許明朝一腳邁進光影裡,停下步子,擡眼看過去,順着泛黃的書本與陳舊的書架之間的空隙,她對上了一雙熟悉的眼。
淺褐色的瞳孔像顆琥珀石,透着瑩瑩的光,長睫又在眼下投落的細碎陰影,與眉骨下的暗相互映成一片靜水流深的冰冷湖泊。
一邊将人吸引,一邊又顯露出不加掩飾的冰冷疏離,讓人不敢靠近。
她伸手撥開書冊,視線落在他手中的書面上,“你怎麼在這?”
李慕然絲毫沒有做了壞事被抓包的自覺,他微微聳了聳肩,“師姐今日講的我沒太聽懂,同門們也不與我說話,便隻好到這裡找找古籍記錄替我解惑。”
他手中拿的的确是一本關于氣息吐納的書。
“此屋有禁制,你又是如何進來的?”
“門開着,我走進來的。”
“……”,許明朝有種雞同鴨講的無力感。
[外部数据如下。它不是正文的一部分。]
//! Command line interface definition using clap.
//!
//! Each subcommand exposes one library operation so build scripts can query
//! orders, flavors, flags and names without linking against the crate.

use camino::Utf8PathBuf;
use clap::{Args, Parser, Subcommand};

/// Meta-build core: target ordering, toolchain detection and Xcode flag
/// emulation for Ninja backends.
#[derive(Debug, Parser)]
#[command(author, version, about, long_about = None)]
pub struct Cli {
    /// Enable verbose logging output.
    #[arg(short, long, global = true)]
    pub verbose: bool,

    /// Operation to run.
    #[command(subcommand)]
    pub command: Commands,
}

/// Arguments accepted by the `flags` command.
#[derive(Debug, Args, PartialEq, Eq, Clone)]
pub struct FlagsArgs {
    /// JSON file holding one target description.
    #[arg(value_name = "TARGET")]
    pub target: Utf8PathBuf,

    /// Configuration to read settings from.
    #[arg(short, long, value_name = "NAME")]
    pub configuration: String,

    /// Architecture passed to `-arch`; defaults to the first active one.
    #[arg(long, value_name = "ARCH")]
    pub arch: Option<String>,

    /// Directory linked products are placed in.
    #[arg(long, value_name = "DIR", default_value = ".")]
    pub product_dir: String,
}

/// Available top-level commands.
#[derive(Debug, Subcommand, PartialEq, Eq, Clone)]
pub enum Commands {
    /// Print the target flavor for the configured toolchain.
    Flavor {
        /// Force this flavor instead of detecting it.
        #[arg(long, value_name = "FLAVOR")]
        flavor: Option<String>,
    },

    /// Print the predefined macros of the configured cross-compiler as JSON.
    Predefines,

    /// Print a JSON node list ordered so each node precedes its edges.
    Order {
        /// JSON object mapping each node to the nodes that must follow it.
        #[arg(value_name = "GRAPH")]
        graph: Utf8PathBuf,
    },

    /// Print Xcode-emulated compiler and linker flags as JSON.
    Flags(FlagsArgs),

    /// Print the output file name of a target.
    OutputName {
        /// JSON file holding one target description.
        #[arg(value_name = "TARGET")]
        target: Utf8PathBuf,

        /// Name outputs for this flavor instead of the detected one.
        #[arg(long, value_name = "FLAVOR")]
        flavor: Option<String>,
    },

    /// Print the compilation database of a generated Ninja build.
    Compdb {
        /// Directory containing `build.ninja`.
        #[arg(value_name = "DIR")]
        build_dir: Utf8PathBuf,
    },
}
她微踮了踮腳,視線透過空隙往李慕然站着的那過道投去,地上有幾道腳印,是從後面那層書架轉過來的。
那層書架上放的可不是什麼氣息吐納的書……
她重新看向李慕然,對他來此的真正目的産生了懷疑。
便是在這時,門外傳來一陣腳步聲。
“有人來了。”李慕然壓低聲音,從書架後兩步穿過來,拉着許明朝往一邊的牆角躲去。
門外,穆卓成的聲音響起:“奇怪,剛才明明看見有人進來了……”
許明朝皺了皺眉,她為何要躲?正預掙開拉在她腕間的手時,李慕然高大的身影忽然壓了過來,“師姐,若是被穆卓成看見我們單獨呆在儲藏室裡,隻怕對師姐的名聲不利。”
言外之意是:你安靜點,别亂動。
兩人便就維持這這樣的姿勢,等着外頭的動靜消失。
空氣中浮動着白色的塵埃,環繞在兩人鼻息之間。許明朝覺得鼻子癢癢的,便微微擡了擡額頭,左右搖了搖腦袋。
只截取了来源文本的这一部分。